— Полный пиздец, — сказал я, и это была чистая правда. Вьетнам был войной, которая, похоже, поощряла индивидуальность — то, чего обычно не встретишь в армии. Но во Вьетнаме это процветало, доходя до крайностей.
Дэнни отхлебнул виски из фляжки на поясе.
— Не могу дождаться, когда этот белый шкет вернётся в свою ёбаную Алабаму и начнёт рассказывать папочке с мамочкой, что он делал на войне. Будет ржать над трупами, — Дэнни был на взводе. Он глотал стимуляторы из правого кармана, чтобы держать себя в тонусе, а из левого — таблетки, чтобы не слететь с катушек. — Это не война, а хуйня какая-то. Надо, наверное, к морпехам перевестись, что ли. А этот ёбаный Жнец — сидит на трибуне один, пялится на тела, которые уже в жижу превращаются. Ему даже жрачку туда таскают. Блядь, я сам к еде притронуться не могу с тех пор, как начался этот цирк. «Белые мыши» заебали своим нытьём про вонь. Лейтенант аж к Жнецу припёрся, мол, надо что-то делать, запах всех заебал. Немецкие бизнесмены ссутся напалмом.

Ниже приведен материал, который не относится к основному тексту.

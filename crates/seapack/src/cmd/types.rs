use comfy_table::{presets::UTF8_FULL, ContentArrangement, Table};
use serde::Serialize;

use crate::cmd::{build_registry, load_config, TypesArgs};
use crate::exit::{CliResult, SUCCESS};
use crate::output::{layout_name, print_json, OutputFormat};

#[derive(Serialize)]
struct TypeOutput {
    id: u8,
    name: String,
    layout: String,
    #[serde(skip_serializing_if = "Option::is_none")]
    topic: Option<String>,
}

pub fn run(args: TypesArgs, format: OutputFormat) -> CliResult<i32> {
    let config = load_config(args.config.as_deref())?;
    let registry = build_registry(&config)?;

    let rows: Vec<TypeOutput> = registry
        .types()
        .into_iter()
        .map(|ty| TypeOutput {
            id: ty.id,
            name: ty.name.clone(),
            layout: layout_name(&ty.layout),
            topic: ty.topic.clone(),
        })
        .collect();

    match format {
        OutputFormat::Json => print_json(&rows),
        OutputFormat::Table => {
            let mut table = Table::new();
            table
                .load_preset(UTF8_FULL)
                .set_content_arrangement(ContentArrangement::Dynamic)
                .set_header(vec!["ID", "NAME", "LAYOUT", "TOPIC"]);
            for row in &rows {
                table.add_row(vec![
                    row.id.to_string(),
                    row.name.clone(),
                    row.layout.clone(),
                    row.topic.clone().unwrap_or_default(),
                ]);
            }
            println!("{table}");
        }
        OutputFormat::Pretty | OutputFormat::Raw => {
            for row in &rows {
                match &row.topic {
                    Some(topic) => println!("{} {} {} {}", row.id, row.name, row.layout, topic),
                    None => println!("{} {} {}", row.id, row.name, row.layout),
                }
            }
        }
    }

    Ok(SUCCESS)
}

А Жнец, говорит лейтенант, заржал и говорит, что был при освобождении Маутхаузена — мол, немцам этот запах как родной, пусть чувствуют себя как дома.
Дэнни провёл меня мимо бродивших без дела солдат через ворота на стадион. Я сразу услышал странный гул, словно работали на холостом ходу тысяч пятьдесят шершней. Дэнни сказал привыкать — это мухи. Миллион мух жужжал любимую мелодию Жнеца.
Дэнни оставил меня у ворот. Я вошёл, и вонь — более острая и едкая — ударила горячей, зелёной волной гнили. Тела разлагались: чёрные, зелёные, синие, превращались в какую-то трупную жижу. На людей они уже не походили. Некоторые даже шевелились — до того были набиты червями. Другие сидели, выпрямившись, раздутые от газов. Мухи жужжали так оглушительно, что я думал, рехнусь. Я нашёл Талливера — он сидел на трибуне один, потягивал холодный чай и поглаживал подбородок.
— А я думал, придёшь ли ты, Мак. Чёрт побери, думал, — сказал он, глядя на тела, свою личную коллекцию глубокого разложения. — Тут уже все журналисты перебывали. Только не задерживаются надолго. Как думаешь, почему?
Я пристально посмотрел на него:
— А вы как думаете, сэр?
Он сунул за щёку табачную жвачку и медленно задвигал челюстью, сплёвывая бурую слюну в сторону мухи.
— Должно быть, вонь. Занятная штука, Мак, этот запах. Он со мной уже много лет. Ещё с тех лагерей в Германии. Видел фотографии тех лагерей? Трупы. Столько грёбаных трупов. Помню лазарет в Маутхаузене. У них были нары в пять-шесть ярусов. Те, кто внизу лежал, утонули в жиже из дерьма и гноя, натёкших сверху. Нам приходилось через это шлёпать. — Он снова сплюнул табачную жижу. — Но, видать, пора эту партию закапывать. Взял от них всё, что мог.
Я не осмелился спросить, что именно — честно говоря, не хотел знать. У этого типа была нездоровая одержимость смертью, а я к тому времени повидал столько всего, что вряд ли сохранил бы рассудок, начни он объяснять механику своего безумия.
— Сегодня похоронная команда приедет, приберутся тут. Только я солдатам не говорю. Нахуй их. Пусть этот запах забьётся им в ноздри, въестся под кожу. Пусть узнают, что такое настоящая смерть — гарантирую, не захотят сдохнуть.
В лучшем случае его логика была извращённой, в худшем — совершенно безумной. Я прикусил язык, чтобы не сказать ему этого.
Талливер вздохнул и посмотрел мне в глаза:
— Но ты ведь не это пришёл посмотреть, так? Ты прослышал про мою операцию в горах, верно? Можешь не отпираться, Мак, ходят слухи, что ты слишком интересуешься нашими местными охотниками за головами. Хочешь пойти, так?
— Да, хочу.
Он просто покачал головой:
— Нельзя. Уверен, у тебя есть на то причины, и по глазам вижу — это нихуя не связано с теми газетёнками, для которых ты пишешь. Тут что-то личное. — Он сплюнул. — Видишь ли, Мак, операция засекречена. Какой-то мудак из Агентства, видать, разболтал, но она всё равно под грифом. У нас хорошие разведданные, откуда начать охоту, и задача проще некуда: найти этих сук, обложить и замочить. Убить этих ублюдков так, чтобы их родные мамаши блеванули от того, что останется. MACV не хочет никакой прессы на этой операции.